Stochastic Approximation with Markov Noise: Analysis and applications in reinforcement learning
Prasenjit Karmakar

TL;DR
This paper develops a novel asymptotic convergence analysis for two time-scale stochastic approximation algorithms influenced by controlled Markov noise, with applications to reinforcement learning and policy evaluation.
Contribution
It introduces a new framework for analyzing stochastic approximation with Markov noise, including convergence proofs and error bounds for policy evaluation in reinforcement learning.
Findings
Proves almost sure convergence of stochastic approximation algorithms with controlled Markov noise.

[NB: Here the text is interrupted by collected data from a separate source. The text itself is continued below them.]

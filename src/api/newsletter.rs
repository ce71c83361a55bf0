use super::{server_error, JwtSecret};
use crate::auth::authenticate_admin;
use crate::db::Database;
use actix_web::{web, HttpRequest, HttpResponse};
use serde::{Deserialize, Serialize};
use serde_json::json;

#[derive(Serialize, Deserialize)]
pub struct SubscribeRequest {
    pub email: String,
}

pub async fn subscribe(
    db: web::Data<Database>,
    request: web::Json<SubscribeRequest>,
) -> HttpResponse {
    let email = request.email.trim().to_lowercase();
    if email.is_empty() || !email.contains('@') {
        return HttpResponse::BadRequest().json(json!({ "message": "A valid email is required" }));
    }
    match db.subscribe_email(&email).await {
        Ok(subscriber) => HttpResponse::Ok().json(json!({
            "message": "Subscribed",
            "subscriber": subscriber,
        })),
        Err(e) => server_error("subscribe", e),
    }
}

pub async fn list_subscribers(
    req: HttpRequest,
    db: web::Data<Database>,
    secret: web::Data<JwtSecret>,
) -> HttpResponse {
    if let Err(e) = authenticate_admin(&req, &secret.0) {
        return e.error_response();
    }
    match db.list_subscribers().await {
        Ok(subscribers) => HttpResponse::Ok().json(subscribers),
        Err(e) => server_error("list_subscribers", e),
    }
}

pub async fn unsubscribe(
    req: HttpRequest,
    db: web::Data<Database>,
    secret: web::Data<JwtSecret>,
    id: web::Path<i64>,
) -> HttpResponse {
    if let Err(e) = authenticate_admin(&req, &secret.0) {
        return e.error_response();
    }
    match db.unsubscribe_email(id.into_inner()).await {
        Ok(true) => HttpResponse::Ok().json(json!({ "message": "Unsubscribed" })),
        Ok(false) => HttpResponse::NotFound().json(json!({ "message": "Subscriber not found" })),
        Err(e) => server_error("unsubscribe", e),
    }
}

Provides error bounds for policy evaluation with risk-sensitive cost functions.
Extends lock-in probability analysis to non-stable iterates in stochastic approximation.
Abstract
We present for the first time an asymptotic convergence analysis of two time-scale stochastic approximation driven by "controlled" Markov noise. In particular, the faster and slower recursions have non-additive controlled Markov noise components in addition to martingale difference noise. We analyze the asymptotic behavior of our framework by relating it to limiting differential inclusions in both time scales that are defined in terms of the ergodic occupation measures associated with the controlled Markov processes. Using a special case of our results, we present a solution to the off-policy convergence problem for temporal-difference learning with linear function approximation. We compile several aspects of the dynamics of stochastic approximation algorithms with Markov iterate-dependent noise when the iterates are not known to be stable beforehand. We achieve the same by extending…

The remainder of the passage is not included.